Output must match the data below exactly from its first line through the line that contains "with a cooldown", with no other line.

#### Data shown

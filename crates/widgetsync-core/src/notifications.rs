//! Pending-notification delivery.
//!
//! One instance per caching window fetches the account's notification
//! batch; the others see the window marker (or the in-flight marker) and
//! skip. Items are shown one at a time in listed order with a cooldown
//! between them, and each id gets a seen marker so it is not repeated
//! within its own window, by this instance or any other.

use std::sync::Arc;
use std::time::Duration as StdDuration;

use chrono::Duration;
use tracing::{debug, info};

use crate::api::{BackendApi, NotificationRecord, RequestIdentity};
use crate::context::{Host, Notice, WidgetContext};
use crate::error::Result;
use crate::store::{ttl_minutes, KeyValueStore, StoreKeys};

/// What one `deliver_pending` call did.
#[derive(Debug, Clone, Default, PartialEq, Eq)]
pub struct DeliveryReport {
    /// False when the window marker or in-flight marker short-circuited
    pub fetched: bool,
    pub shown: Vec<String>,
    pub skipped_seen: Vec<String>,
    pub skipped_admin_only: Vec<String>,
}

pub struct NotificationDelivery {
    store: Arc<dyn KeyValueStore>,
    api: BackendApi,
    host: Arc<dyn Host>,
    keys: StoreKeys,
    lock_ttl: Duration,
}

impl NotificationDelivery {
    pub fn new(
        store: Arc<dyn KeyValueStore>,
        api: BackendApi,
        host: Arc<dyn Host>,
        keys: StoreKeys,
        lock_ttl: Duration,
    ) -> Self {
        Self {
            store,
            api,
            host,
            keys,
            lock_ttl,
        }
    }

    pub async fn deliver_pending(&self, widget: &WidgetContext) -> Result<DeliveryReport> {
        let window_key = self.keys.notifications();
        let lock_key = self.keys.notifications_lock();

        if self.store.contains(&window_key)? || self.store.contains(&lock_key)? {
            debug!(widget = %widget.widget_id, "Notifications already fetched for this window");
            return Ok(DeliveryReport::default());
        }

        self.store.set(&lock_key, "1", self.lock_ttl)?;

        let snapshot = self.host.snapshot();
        let identity = RequestIdentity::new(widget, &snapshot);
        let batch = self.api.fetch_notifications(&identity).await?;

        self.store
            .set(&window_key, "1", ttl_minutes(batch.cache_minutes))?;

        let is_admin = snapshot.current_user_is_admin();
        let cooldown =
            StdDuration::try_from_secs_f64(batch.show_next_waiting_seconds).unwrap_or_default();
        let notifications = batch.notifications.unwrap_or_default();

        let mut report = DeliveryReport {
            fetched: true,
            ..Default::default()
        };

        let last = notifications.len().saturating_sub(1);
        for (index, notification) in notifications.iter().enumerate() {
            let seen_key = self.keys.notification_seen(&notification.id);

            if self.store.contains(&seen_key)? {
                report.skipped_seen.push(notification.id.clone());
                continue;
            }
            if notification.admin_only && !is_admin {
                report.skipped_admin_only.push(notification.id.clone());
                continue;
            }

            self.show(notification);
            self.store.set(
                &seen_key,
                "1",
                ttl_minutes(notification.caching_minutes),
            )?;
            report.shown.push(notification.id.clone());

            if index < last {
                tokio::time::sleep(cooldown).await;
            }
        }

        debug!(
            shown = report.shown.len(),
            seen = report.skipped_seen.len(),
            admin_only = report.skipped_admin_only.len(),
            "Notification batch processed"
        );
        Ok(report)
    }

    fn show(&self, notification: &NotificationRecord) {
        info!(id = %notification.id, header = %notification.header, "Showing notification");
        self.host.show_notification(&Notice {
            header: notification.header.clone(),
            text: notification.text.clone(),
            link: notification.link.clone(),
        });
    }
}

#[cfg(test)]
mod tests {
    use super::*;
    use crate::api::backend::ROUTE_ACCOUNT_NOTIFICATIONS;
    use crate::testing::TestEnv;
    use serde_json::{json, Value};

    fn delivery(env: &TestEnv) -> NotificationDelivery {
        NotificationDelivery::new(
            env.store.clone(),
            BackendApi::new(env.transport.clone()),
            env.host.clone(),
            StoreKeys::default(),
            Duration::minutes(3),
        )
    }

    fn batch(notifications: Value) -> Value {
        json!({
            "notifications": notifications,
            "cacheMinutes": 30,
            "showNextWaitingSeconds": 3
        })
    }

    fn two_items() -> Value {
        json!([
            {"id": 1, "header": "one", "text": "for everyone", "onlyForAdmin": false},
            {"id": 2, "header": "two", "text": "for admins", "onlyForAdmin": true}
        ])
    }

    #[tokio::test(start_paused = true)]
    async fn test_non_admin_sees_only_public_items() {
        let env = TestEnv::regular_user();
        env.transport.respond(ROUTE_ACCOUNT_NOTIFICATIONS, batch(two_items()));

        let report = delivery(&env).deliver_pending(&env.widget()).await.unwrap();

        assert_eq!(env.host.notice_headers(), vec!["one"]);
        assert_eq!(report.shown, vec!["1"]);
        assert_eq!(report.skipped_admin_only, vec!["2"]);
    }

    #[tokio::test(start_paused = true)]
    async fn test_admin_sees_all_in_order_with_cooldown() {
        let env = TestEnv::admin();
        env.transport.respond(ROUTE_ACCOUNT_NOTIFICATIONS, batch(two_items()));

        delivery(&env).deliver_pending(&env.widget()).await.unwrap();

        assert_eq!(env.host.notice_headers(), vec!["one", "two"]);
        let times = env.host.notice_times();
        assert!(times[1] - times[0] >= StdDuration::from_secs(3));
    }

    #[tokio::test(start_paused = true)]
    async fn test_seen_marker_suppresses_repeat() {
        let env = TestEnv::admin();
        env.store
            .set(&StoreKeys::default().notification_seen("1"), "1", Duration::minutes(5))
            .unwrap();
        env.transport.respond(ROUTE_ACCOUNT_NOTIFICATIONS, batch(two_items()));

        let report = delivery(&env).deliver_pending(&env.widget()).await.unwrap();

        assert_eq!(env.host.notice_headers(), vec!["two"]);
        assert_eq!(report.skipped_seen, vec!["1"]);
    }

    #[tokio::test(start_paused = true)]
    async fn test_second_call_in_window_does_nothing() {
        let env = TestEnv::admin();
        env.transport.respond(ROUTE_ACCOUNT_NOTIFICATIONS, batch(two_items()));
        let delivery = delivery(&env);

        let first = delivery.deliver_pending(&env.widget()).await.unwrap();
        assert!(first.fetched);
        assert!(env.store.contains(&StoreKeys::default().notifications()).unwrap());

        env.clock.advance(Duration::seconds(30));
        let second = delivery.deliver_pending(&env.widget()).await.unwrap();

        assert_eq!(second, DeliveryReport::default());
        assert_eq!(env.transport.call_count(), 1);
        assert_eq!(env.host.notices().len(), 2);
    }

    #[tokio::test(start_paused = true)]
    async fn test_after_window_expires_seen_items_still_suppressed() {
        let env = TestEnv::admin();
        env.transport.respond(
            ROUTE_ACCOUNT_NOTIFICATIONS,
            json!({
                "notifications": [
                    {"id": 1, "header": "short", "cachingMin": 1},
                    {"id": 2, "header": "long", "cachingMin": 120}
                ],
                "cacheMinutes": 10
            }),
        );
        let delivery = delivery(&env);
        delivery.deliver_pending(&env.widget()).await.unwrap();

        env.clock.advance(Duration::minutes(11));
        let report = delivery.deliver_pending(&env.widget()).await.unwrap();

        assert!(report.fetched);
        assert_eq!(report.shown, vec!["1"]);
        assert_eq!(report.skipped_seen, vec!["2"]);
        assert_eq!(env.host.notice_headers(), vec!["short", "long", "short"]);
    }

    #[tokio::test(start_paused = true)]
    async fn test_lock_present_skips_fetch() {
        let env = TestEnv::admin();
        env.store
            .set(&StoreKeys::default().notifications_lock(), "1", Duration::minutes(3))
            .unwrap();

        let report = delivery(&env).deliver_pending(&env.widget()).await.unwrap();
        assert!(!report.fetched);
        assert_eq!(env.transport.call_count(), 0);
    }

    #[tokio::test(start_paused = true)]
    async fn test_fetch_failure_leaves_lock_to_expire() {
        let env = TestEnv::admin();
        env.transport.fail(ROUTE_ACCOUNT_NOTIFICATIONS, 503, "");
        let delivery = delivery(&env);

        assert!(delivery.deliver_pending(&env.widget()).await.is_err());
        assert!(!env.store.contains(&StoreKeys::default().notifications()).unwrap());

        assert!(!delivery.deliver_pending(&env.widget()).await.unwrap().fetched);
        env.clock.advance(Duration::minutes(3));
        assert!(delivery.deliver_pending(&env.widget()).await.is_err());
        assert_eq!(env.transport.call_count(), 2);
    }

    #[tokio::test(start_paused = true)]
    async fn test_empty_batch_still_marks_window() {
        let env = TestEnv::admin();
        env.transport.respond(
            ROUTE_ACCOUNT_NOTIFICATIONS,
            json!({"notifications": null, "cacheMinutes": 5}),
        );

        let report = delivery(&env).deliver_pending(&env.widget()).await.unwrap();
        assert!(report.fetched);
        assert!(report.shown.is_empty());
        assert!(env.store.contains(&StoreKeys::default().notifications()).unwrap());
    }

    #[tokio::test(start_paused = true)]
    async fn test_cooldown_yields_to_other_tasks() {
        let env = TestEnv::admin();
        env.transport.respond(ROUTE_ACCOUNT_NOTIFICATIONS, batch(two_items()));
        let delivery = delivery(&env);

        let ticker = async {
            let mut ticks = 0;
            for _ in 0..5 {
                tokio::time::sleep(StdDuration::from_millis(100)).await;
                ticks += 1;
            }
            ticks
        };
        let widget = env.widget();
        let (report, ticks) = tokio::join!(delivery.deliver_pending(&widget), ticker);

        assert_eq!(report.unwrap().shown.len(), 2);
        assert_eq!(ticks, 5);
    }

    #[tokio::test(start_paused = true)]
    async fn test_huge_caching_windows_are_clamped() {
        let env = TestEnv::admin();
        env.transport.respond(
            ROUTE_ACCOUNT_NOTIFICATIONS,
            json!({
                "notifications": [{"id": 9, "header": "long", "cachingMin": i64::MAX}],
                "cacheMinutes": 1_000_000_000_000i64
            }),
        );

        let report = delivery(&env).deliver_pending(&env.widget()).await.unwrap();
        assert_eq!(report.shown, vec!["9"]);

        env.clock.advance(Duration::days(365));
        let keys = StoreKeys::default();
        assert!(env.store.contains(&keys.notifications()).unwrap());
        assert!(env.store.contains(&keys.notification_seen("9")).unwrap());
    }
}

########

__Response to this exercise__.
filename crates/widgetsync-core/src/notifications.rs
//! Pending-notification delivery.
//!
//! One instance per caching window fetches the account's notification
//! batch; the others see the window marker (or the in-flight marker) and
//! skip. Items are shown one at a time in listed order with a cooldown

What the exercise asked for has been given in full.